Most Americans are at least concerned about the potential for foreign interference in the November election and most believe that Russia tried to influence the 2016 contest, according to a new poll that reflects anxieties and political divisions as the campaign enters its final weeks.
The survey of the University of Chicago School of Public Policy and The Associated Press-NORC Center for Public Affairs Research shows that three-quarters of Americans are at least somewhat concerned about possible interference from other governments, whether in the form of manipulation of voting systems and election results, data theft of campaign teams, and influence over candidates or the way voters view them, but no more than half said they were “extremely” or “very” concerned about those possibilities.
The survey was conducted at a time when intelligence authorities warn of current efforts by foreign adversaries to interfere with U.S. policy
Including concerted russian management to denigrate Democratic presidential candidate Joe Biden.

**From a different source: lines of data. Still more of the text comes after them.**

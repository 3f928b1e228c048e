//! Configuration
//!
//! Loaded from an optional JSON file, then overridden by environment
//! variables. Every field has a default so an empty file is valid.

use crate::error::{Result, SceneError};
use crate::model::GeneratorConfig;
use serde::{Deserialize, Serialize};
use std::env;
use std::fs;
use std::path::Path;

/// Environment variable overriding the bridge URL
pub const ENV_SERVICE_URL: &str = "SCENECAST_SERVICE_URL";

/// Environment variable overriding the request timeout
pub const ENV_SERVICE_TIMEOUT_MS: &str = "SCENECAST_SERVICE_TIMEOUT_MS";

/// Environment variable selecting `mock` or `http`
pub const ENV_SERVICE_BACKEND: &str = "SCENECAST_SERVICE_BACKEND";

const DEFAULT_SERVICE_URL: &str = "http://localhost:8001";

/// 5 minutes
const DEFAULT_TIMEOUT_MS: u64 = 300_000;

const DEFAULT_MOCK_LATENCY_MS: u64 = 250;

/// Which generation service implementation to use
#[derive(Debug, Clone, Copy, PartialEq, Eq, Default, Serialize, Deserialize)]
#[serde(rename_all = "lowercase")]
pub enum ServiceBackend {
    #[default]
    Mock,
    Http,
}

impl ServiceBackend {
    pub fn from_str(s: &str) -> Option<Self> {
        match s.trim().to_lowercase().as_str() {
            "mock" => Some(Self::Mock),
            "http" | "bridge" => Some(Self::Http),
            _ => None,
        }
    }
}

/// Generation service settings
#[derive(Debug, Clone, PartialEq, Eq, Serialize, Deserialize)]
#[serde(default)]
pub struct ServiceConfig {
    pub backend: ServiceBackend,
    pub url: String,
    pub timeout_ms: u64,
    pub mock_latency_ms: u64,
}

impl Default for ServiceConfig {
    fn default() -> Self {
        Self {
            backend: ServiceBackend::default(),
            url: DEFAULT_SERVICE_URL.to_string(),
            timeout_ms: DEFAULT_TIMEOUT_MS,
            mock_latency_ms: DEFAULT_MOCK_LATENCY_MS,
        }
    }
}

/// Top-level application configuration
#[derive(Debug, Clone, Default, PartialEq, Eq, Serialize, Deserialize)]
#[serde(default)]
pub struct AppConfig {
    pub service: ServiceConfig,

    /// Starting point for the generator form
    pub defaults: GeneratorConfig,
}

impl AppConfig {
    /// Load from a JSON file
    pub fn from_file(path: &Path) -> Result<Self> {
        let contents = fs::read_to_string(path)?;
        let config = serde_json::from_str(&contents)?;
        Ok(config)
    }

    /// Load from an optional file and apply environment overrides
    pub fn load(path: Option<&Path>) -> Result<Self> {
        let mut config = match path {
            Some(path) => Self::from_file(path)?,
            None => Self::default(),
        };
        config.apply_env_overrides(|key| env::var(key).ok())?;
        tracing::debug!(service = ?config.service, "configuration loaded");
        Ok(config)
    }

    /// Apply overrides from a variable lookup
    ///
    /// Takes the lookup as a closure so tests do not touch the process
    /// environment.
    pub fn apply_env_overrides<F>(&mut self, lookup: F) -> Result<()>
    where
        F: Fn(&str) -> Option<String>,
    {
        if let Some(url) = lookup(ENV_SERVICE_URL) {
            self.service.url = url;
        }

        if let Some(raw) = lookup(ENV_SERVICE_TIMEOUT_MS) {
            self.service.timeout_ms = raw.trim().parse().map_err(|_| SceneError::Config {
                reason: format!("{} must be an integer, got '{}'", ENV_SERVICE_TIMEOUT_MS, raw),
            })?;
        }

        if let Some(raw) = lookup(ENV_SERVICE_BACKEND) {
            self.service.backend =
                ServiceBackend::from_str(&raw).ok_or_else(|| SceneError::Config {
                    reason: format!("{} must be 'mock' or 'http', got '{}'", ENV_SERVICE_BACKEND, raw),
                })?;
        }

        Ok(())
    }
}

Don’t get too excited about the polls
They do not factor in repug voter suppression, foreign interference, a complicit mainstream media
In addition trump’s three pillars of racism, fear of the other and nihilism/endtimes
Finally many Americans have the memory of a flea
— Masked Scheduler Brand (@maskedscheduler) July 24, 2020
FBI Director Christopher Wray told lawmakers last month that Russia continued to use propaganda on social media to try to influence the election, though he said officials have not seen attacks on voting infrastructure. Officials added that they have no reports that other countries are trying to attack the voting process by mail.
The magnitude of concerns about interference in the 2020 election mostly follows partisan lines, with 68% of Biden supporters saying they are “extremely” or “very” concerned about foreign influence in how Americans perceive their candidates, according to the poll. Among Trump supporters, 30% are extremely or very concerned and 29% say they are somewhat concerned.
In theory, foreign interference or influence could take many forms. Apart from interfering with voting systems—which officials say would be difficult to do in a way that materially affects outcomes—or manipulate voters’ perceptions of candidates, there are fears about stealing information from a candidate or party or influencing the candidates themselves.
The AP-NORC survey of 1,053 adults was conducted from September 11-14 using a representative sample of the U.S. population. The margin of error is plus/minus 4.1 percentage points.